Vale dizer também que, na Alemanha, embora não haja uma legislação nacional obrigatória que garanta intérpretes médicos gratuitos em todos os estados, muitos hospitais, clínicas universitárias e centros de acolhimento já contratam intérpretes ou usam serviços remotos pagos com fundos públicos ou privados.
Um trabalho diferenciado
Wilguens Estavien é intérprete, mas seu trabalho e contribuição, impulsionados por sua ampla visão de mundo, vão muito além disso. Ele foi uma peça fundamental na fundação de uma escola técnica para jovens adultos em situação de vulnerabilidade em 2008 e na criação de uma escola primária em sua vila, inaugurada em 2016.
“Também participei da cofundação de uma escola primária, onde 300 crianças, que, de outra forma, não teriam acesso à educação, estão atualmente sendo alfabetizadas. Além disso, mais de 600 jovens adultos já receberam formação técnica na escola profissionalizante que ajudamos a criar. Essa escola técnica começou oferecendo cursos de inglês, algo inovador na época, porque, em 2008, essa era uma das poucas oportunidades para jovens como eu. Percebi cedo que falar inglês pode abrir portas para empregos, educação de qualidade e oportunidades econômicas”, contou o profissional.
O profissional atua de forma dedicada na redução das barreiras linguísticas e no fortalecimento organizacional de ONGs e outras instituições sem fins lucrativos. Seu trabalho é focado na formação de lideranças e no avanço da educação linguística, contribuindo diretamente para o desenvolvimento sustentável dessas organizações.

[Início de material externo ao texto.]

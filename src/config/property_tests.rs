//! Property tests for YAML pipeline specs

#[cfg(test)]
mod tests {
    use crate::config::schema::*;
    use crate::config::validate::{validate_config, ValidationError};
    use crate::ops::AttrValue;
    use crate::quant::{TensorData, MAX_N_BITS};
    use proptest::prelude::*;
    use std::collections::BTreeMap;

    // ============================================================
    // Arbitrary Generators
    // ============================================================

    fn arb_unary_op() -> impl Strategy<Value = String> {
        prop_oneof!["Relu", "Sigmoid", "Tanh", "Exp", "Softplus", "Elu", "LeakyRelu"]
            .prop_map(String::from)
    }

    fn arb_tensor() -> impl Strategy<Value = TensorData> {
        proptest::collection::vec(1usize..4, 1..3).prop_flat_map(|shape| {
            let len = shape.iter().product::<usize>();
            proptest::collection::vec(-10.0f64..10.0, len)
                .prop_map(move |data| TensorData::new(shape.clone(), data))
        })
    }

    fn arb_layer() -> impl Strategy<Value = LayerSpec> {
        (
            arb_unary_op(),
            proptest::option::of(1u32..=MAX_N_BITS),
            proptest::option::of(0.01f64..2.0),
        )
            .prop_map(|(op, n_bits, alpha)| {
                let mut attrs = BTreeMap::new();
                if let (Some(alpha), true) = (alpha, op == "Elu" || op == "LeakyRelu") {
                    attrs.insert("alpha".to_string(), AttrValue::Float(alpha));
                }
                LayerSpec {
                    op,
                    n_bits,
                    attrs,
                    constants: BTreeMap::new(),
                }
            })
    }

    fn arb_pipeline_spec() -> impl Strategy<Value = PipelineSpec> {
        (
            1u32..=MAX_N_BITS,
            1u32..=MAX_N_BITS,
            proptest::collection::vec(arb_layer(), 1..6),
        )
            .prop_map(|(input_n_bits, n_bits, layers)| PipelineSpec {
                input_n_bits,
                n_bits,
                layers,
            })
    }

    proptest! {
        #![proptest_config(ProptestConfig::with_cases(200))]

        #[test]
        fn prop_valid_specs_pass_validation(spec in arb_pipeline_spec()) {
            prop_assert!(validate_config(&spec).is_ok());
        }

        #[test]
        fn prop_yaml_round_trip(spec in arb_pipeline_spec()) {
            let yaml = serde_yaml::to_string(&spec).unwrap();
            let parsed: PipelineSpec = serde_yaml::from_str(&yaml).unwrap();
            prop_assert_eq!(parsed, spec);
        }

        #[test]
        fn prop_out_of_range_bits_rejected(
            spec in arb_pipeline_spec(),
            bits in (MAX_N_BITS + 1)..64,
        ) {
            let mut spec = spec;
            spec.n_bits = bits;
            let is_bits_error = matches!(
                validate_config(&spec),
                Err(ValidationError::InvalidBits { .. })
            );
            prop_assert!(is_bits_error);
        }

        #[test]
        fn prop_constant_round_trip(tensor in arb_tensor(), quantize in any::<bool>()) {
            let constant = ConstantSpec { tensor, quantize };
            let yaml = serde_yaml::to_string(&constant).unwrap();
            let parsed: ConstantSpec = serde_yaml::from_str(&yaml).unwrap();
            prop_assert_eq!(parsed.tensor.to_array().unwrap(), constant.tensor.to_array().unwrap());
            prop_assert_eq!(parsed.quantize, constant.quantize);
        }

        #[test]
        fn prop_truncated_constant_rejected(tensor in arb_tensor()) {
            let mut tensor = tensor;
            tensor.data.pop();
            let mut layer = LayerSpec::new("Clip");
            layer.constants.insert("min".to_string(), ConstantSpec { tensor, quantize: false });
            let spec = PipelineSpec { input_n_bits: 8, n_bits: 8, layers: vec![layer] };
            let is_shape_error = matches!(
                validate_config(&spec),
                Err(ValidationError::ConstantShape { .. })
            );
            prop_assert!(is_shape_error);
        }
    }
}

“Dedico muitos dos meus esforços ao aprimoramento de sistemas de liderança e à integração de culturas estrangeiras na sociedade americana, promovendo um ambiente mais inclusivo e plural, atuando tanto em instituições religiosas quanto seculares, sempre pautado por altos padrões morais e éticos”, contou.
Além disso, por meio da criação de programas educacionais e iniciativas culturais, o intérprete constrói pontes sólidas entre diferentes comunidades, favorecendo o convívio harmonioso e o enriquecimento social no contexto americano.

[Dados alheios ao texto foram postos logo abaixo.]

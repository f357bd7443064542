//! Address reference tables.
//!
//! A transaction input only names the UTXO it spends, not the address that
//! owns it. The reference table travels next to the transaction hex and maps
//! each spent UTXO (keyed by base58 of `txId || outputIndex`) to the owning
//! address, so a signer can find the right key for every input.
//!
//! Tables are kept in a `BTreeMap`, so serialization order is the key order
//! and merging is commutative.

use std::collections::BTreeMap;
use std::fmt;

use serde::de::{MapAccess, Visitor};
use serde::{Deserialize, Deserializer};

use crate::codec::TransferableInput;
use crate::encoding::base58_encode;
use crate::error::CoreError;
use crate::types::{Address, TxId};

/// Reference key for the UTXO `tx_id:output_index`.
#[must_use]
pub fn reference_key(tx_id: &TxId, output_index: u32) -> String {
    let mut buf = [0u8; 36];
    buf[..32].copy_from_slice(tx_id.as_bytes());
    buf[32..].copy_from_slice(&output_index.to_be_bytes());
    base58_encode(&buf)
}

/// Reference key for the UTXO spent by `input`.
#[must_use]
pub fn input_reference_key(input: &TransferableInput) -> String {
    reference_key(&input.tx_id, input.output_index)
}

#[derive(Debug, Clone, Default, PartialEq, Eq)]
pub struct AddressReferences {
    entries: BTreeMap<String, String>,
}

impl AddressReferences {
    pub fn new() -> Self {
        Self::default()
    }

    /// Parse a JSON object of `{ key: address }`. Every value must be a
    /// well-formed chain-qualified address. A key repeated with a different
    /// address is a conflict.
    pub fn parse(json: &str) -> Result<Self, CoreError> {
        let RawPairs(pairs) = serde_json::from_str(json)
            .map_err(|e| CoreError::MalformedReferences(format!("invalid JSON: {e}")))?;

        let mut table = Self::new();
        for (key, address) in pairs {
            if key.trim().is_empty() {
                return Err(CoreError::MalformedReferences("empty reference key".into()));
            }
            address.parse::<Address>().map_err(|e| {
                CoreError::MalformedReferences(format!("value for `{key}` is not an address: {e}"))
            })?;
            table.insert(key, address)?;
        }
        Ok(table)
    }

    /// Add one entry. Re-inserting an identical pair is a no-op; a different
    /// address for an existing key is a conflict.
    pub fn insert(&mut self, key: String, address: String) -> Result<(), CoreError> {
        match self.entries.get(&key) {
            Some(existing) if *existing != address => Err(CoreError::ReferenceConflict {
                key,
                existing: existing.clone(),
                incoming: address,
            }),
            Some(_) => Ok(()),
            None => {
                self.entries.insert(key, address);
                Ok(())
            }
        }
    }

    /// Add an entry whose key must not be present yet, whatever its address.
    pub fn insert_new(&mut self, key: String, address: String) -> Result<(), CoreError> {
        if let Some(existing) = self.entries.get(&key) {
            return Err(CoreError::ReferenceConflict {
                existing: existing.clone(),
                incoming: address,
                key,
            });
        }
        self.entries.insert(key, address);
        Ok(())
    }

    /// Union of two tables. Fails if any key maps to two different addresses.
    pub fn merge(&self, other: &Self) -> Result<Self, CoreError> {
        let mut merged = self.clone();
        for (key, address) in &other.entries {
            merged.insert(key.clone(), address.clone())?;
        }
        Ok(merged)
    }

    pub fn get(&self, key: &str) -> Option<&str> {
        self.entries.get(key).map(String::as_str)
    }

    pub fn contains_key(&self, key: &str) -> bool {
        self.entries.contains_key(key)
    }

    pub fn len(&self) -> usize {
        self.entries.len()
    }

    pub fn is_empty(&self) -> bool {
        self.entries.is_empty()
    }

    /// Entries in key order.
    pub fn iter(&self) -> impl Iterator<Item = (&str, &str)> {
        self.entries.iter().map(|(k, v)| (k.as_str(), v.as_str()))
    }

    /// Serialize as a compact JSON object in key order.
    pub fn to_json(&self) -> String {
        serde_json::to_string(&self.entries).expect("string map always serializes")
    }
}

/// Every key/value pair of a JSON object in document order, repeats
/// included.
struct RawPairs(Vec<(String, String)>);

impl<'de> Deserialize<'de> for RawPairs {
    fn deserialize<D: Deserializer<'de>>(deserializer: D) -> Result<Self, D::Error> {
        struct PairsVisitor;

        impl<'de> Visitor<'de> for PairsVisitor {
            type Value = RawPairs;

            fn expecting(&self, f: &mut fmt::Formatter<'_>) -> fmt::Result {
                f.write_str("a JSON object of key/address pairs")
            }

            fn visit_map<A: MapAccess<'de>>(self, mut map: A) -> Result<RawPairs, A::Error> {
                let mut pairs = Vec::with_capacity(map.size_hint().unwrap_or(0));
                while let Some(pair) = map.next_entry::<String, String>()? {
                    pairs.push(pair);
                }
                Ok(RawPairs(pairs))
            }
        }

        deserializer.deserialize_map(PairsVisitor)
    }
}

A importância da comunicação
No mundo atual, a linguagem continua sendo uma das principais barreiras no acesso à saúde, porém, os intérpretes estão presentes, desempenhando seu papel de forma essencial. Esses profissionais exercem uma função silenciosa, garantindo que ninguém seja excluído do cuidado por não falar a língua dominante.
Mais do que tradutores de palavras, estes são mediadores de empatia, cultura e vida. “Ser intérprete na medicina ou em qualquer outra área não é só traduzir palavras, é traduzir dores, medos e esperanças de quem não consegue se expressar, mas precisa ser compreendido com urgência”, finaliza Wilguens.